Permission to make digital or hard copies of all or part of this work for

personal or classroom use is granted without fee provided that copies are not made or distributed for profit or commercial advantage and that

copies bear this notice and the full citation on the first page. To copy

otherwise, or republish, to post on servers or to redistribute to lists, requires prior specific permission and/or a fee.

XSEDE13, July 22 - 25 2013, San Diego, California, USA

Copyright 2013 ACM 978-1-4503-2170-9/13/07 ...$15.00.

Our goals in developing this framework are fourfold, to: 1)

develop tools to assimilate relevant data from arbitrary sources; 2)

enable large ensemble simulations, at high resolution and with

continental/global extent, of the impacts of a changing climate on

primary industries; 3) produce tools that can aggregate simulation

output consistently to arbitrary boundaries; and 4) characterize

uncertainties inherent in the estimates by using multiple models

and simulating with large ensembles of inputs.

Figure 1 shows the principal elements of pSIMS including both

automated steps (the focus of this paper) and those that require an

interactive component (such as specification and aggregation).

The framework is separated into four major components: data

ingest and standardization, user initiated campaign specification,

parallel implementation of specified simulations, and aggregation

to arbitrary decision-relevant scales.

pSIMS is designed to support integration of any point-based

climate impact model that requires standard daily weather data as

inputs.

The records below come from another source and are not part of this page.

//! One-time-password challenges
//!
//! Challenges are keyed per purpose and recipient so that unrelated users
//! never disturb each other's pending state. Each challenge carries the
//! staged payload (registration profile or reset target) that is released
//! exactly once, on successful verification.

use std::collections::HashMap;
use std::sync::RwLock;

use chrono::{DateTime, Duration, Utc};

use crate::crypto::generate_otp_code;
use crate::store::UserId;

/// How long a challenge stays verifiable
pub const OTP_TTL_MINUTES: i64 = 15;

/// What a challenge proves control of an e-mail address for
#[derive(Debug, Clone, Copy, PartialEq, Eq, Hash)]
pub enum OtpPurpose {
    Registration,
    PasswordReset,
}

/// Staged account data held until the registration code is confirmed
#[derive(Debug, Clone)]
pub struct PendingRegistration {
    pub name: String,
    pub email: String,
    /// Raw password; hashed only after proof of e-mail ownership
    pub password: String,
}

/// Staged reset target held until the reset code is confirmed
#[derive(Debug, Clone)]
pub struct PendingReset {
    pub user_id: UserId,
}

/// Payload released when a challenge is consumed
#[derive(Debug, Clone)]
pub enum StagedAction {
    Registration(PendingRegistration),
    Reset(PendingReset),
}

#[derive(Debug, Clone)]
struct Challenge {
    code: String,
    created_at: DateTime<Utc>,
    action: StagedAction,
}

/// Keyed store of live OTP challenges
pub struct OtpRegistry {
    challenges: RwLock<HashMap<(OtpPurpose, String), Challenge>>,
}

impl OtpRegistry {
    pub fn new() -> Self {
        Self {
            challenges: RwLock::new(HashMap::new()),
        }
    }

    /// Stage a challenge for `identity`, replacing any prior unconsumed
    /// challenge for the same purpose and recipient. Returns the code for
    /// the caller to dispatch; if dispatch fails the caller must
    /// [`revoke`](Self::revoke) so no pending state survives a failed send.
    pub fn issue(&self, purpose: OtpPurpose, identity: &str, action: StagedAction) -> String {
        let code = generate_otp_code();
        let now = Utc::now();
        let mut challenges = self.challenges.write().unwrap();
        challenges.retain(|_, c| now - c.created_at <= Duration::minutes(OTP_TTL_MINUTES));
        challenges.insert(
            (purpose, identity.to_string()),
            Challenge {
                code: code.clone(),
                created_at: now,
                action,
            },
        );
        code
    }

    /// Drop a staged challenge (e.g. after a failed mail dispatch)
    pub fn revoke(&self, purpose: OtpPurpose, identity: &str) {
        self.challenges
            .write()
            .unwrap()
            .remove(&(purpose, identity.to_string()));
    }

    /// Consume the live challenge for `purpose` whose code matches the
    /// submitted value, returning its staged payload.
    ///
    /// Single-use: a matched challenge is removed under the write lock, so
    /// exactly one verification can succeed per issued code. A matched but
    /// expired challenge is discarded and verification fails. "No live
    /// challenge" and "code mismatch" are indistinguishable to the caller.
    pub fn verify(&self, purpose: OtpPurpose, submitted: &str) -> Option<StagedAction> {
        let code = normalize_code(submitted)?;
        let mut challenges = self.challenges.write().unwrap();
        let key = challenges
            .iter()
            .find(|((p, _), c)| *p == purpose && c.code == code)
            .map(|(key, _)| key.clone())?;
        let challenge = challenges.remove(&key)?;
        if Utc::now() - challenge.created_at > Duration::minutes(OTP_TTL_MINUTES) {
            return None;
        }
        Some(challenge.action)
    }

    #[cfg(test)]
    fn backdate(&self, purpose: OtpPurpose, identity: &str, minutes: i64) {
        let mut challenges = self.challenges.write().unwrap();
        if let Some(challenge) = challenges.get_mut(&(purpose, identity.to_string())) {
            challenge.created_at = Utc::now() - Duration::minutes(minutes);
        }
    }
}

impl Default for OtpRegistry {
    fn default() -> Self {
        Self::new()
    }
}

/// Coerce a submitted code to the canonical zero-padded form.
///
/// The legacy clients sent the code as either a string or a bare number,
/// so `"7123"` and `7123` both match an issued `007123`. Non-numeric
/// input never matches anything.
fn normalize_code(submitted: &str) -> Option<String> {
    submitted
        .trim()
        .parse::<u32>()
        .ok()
        .filter(|n| *n < 1_000_000)
        .map(|n| format!("{n:06}"))
}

We developed the framework prototype with versions 4.0

and 4.5 of the Decision Support System for Agrotechnology

Transfer (DSSAT [15]). DSSAT 4.5 supports models of 28

distinct crops using two underlying biophysical models (CERES

and CropGRO). Additionally, we have prototyped and tested a

parallel version of the CenW [16] forest growth simulation model

and are actively integrating additional crop yield and climate

impact models starting with the widely used Agricultural

Production Systems Simulator (APSIM) [23]. As of this writing,

continental- to global-scale simulation experiments ranging in

resolution from 3–30 arcminutes have been conducted on four

crop and 1 tree (pinus radiata) species using a variety of

weather/climate inputs and scenarios.

2. THE pSIMS DATA INPUT PIPELINE The minimum weather data requirements for crop and climate

impact models such as DSSAT, APSIM, and CenW are typically:

Daily maximum temperature (degrees C at 2m above the ground surface)

Daily minimum temperature (degrees C at 2m)

Daily average downward shortwave radiation flux (W/m2

measured at the ground surface)

Total daily Precipitation (mm/day at the ground surface)

In addition, it is also sometimes desirable to include daily average

wind speeds and surface humidity if available.

Hundreds of observational datasets, model-based reanalyses, and

multi-decadal climate model simulation outputs at regional and

global scales exist that can be used to drive climate impact

simulations. For some use-cases, one or another data product may

be demonstrably superior, but most often a clear understanding of

the range of outcomes and uncertainty requires simulations with

an ensemble of inputs. For this reason, input data requirements for

high-resolution climate impact experiments can be large and data

processing and management can be challenging.

One major challenge in dealing with long daily time-series of

high-resolution weather data is that input products are typically

stored one or more variables at a time in large spatial raster files

segmented into annual, monthly, or sometimes even daily or sub-

daily time-slices. Point-based impact models on the other hand,

typically require custom ASCII data types that encode long time-

series of daily data for all required variables for a single point into

one file. The process of accessing hundreds or thousands of

spatial raster files O(105–106) times to extract the time-series for

each point is time-consuming and expensive [20]. To ameliorate

this challenge, we have established a NetCDF4-based data-type

for the pSIMS framework—identified by a .psims.nc4

extension—and tools for translating existing archives into this

format (Figure 2).

Each .psims.nc4 file represents a single grid cell or simulation site

within the study area. Its contents are one or more 1 x 1 x T

arrays, one per variable, where T is the number of time steps. The

time coordinates of each array are explicit in the definition of their

dimensions, a strategy that facilitates near-real-time updates from

upstream sources. The spatial coordinates of each array are also

explicit in the definition of their dimensions, which facilitates

downstream spatial merging. Variables are grouped and named so

as to avoid namespace collisions with variables from other

sources in downstream merging, e.g.. “narr/tmax” refers to daily

maximum temperature variable extracted from the North

American Regional Reanalysis (NARR) dataset and “cfsrr/tmax”

to the daily minimum temperature from the NOAA Climate

Forecast System Reanalysis and Reforecast (CFSRR) dataset.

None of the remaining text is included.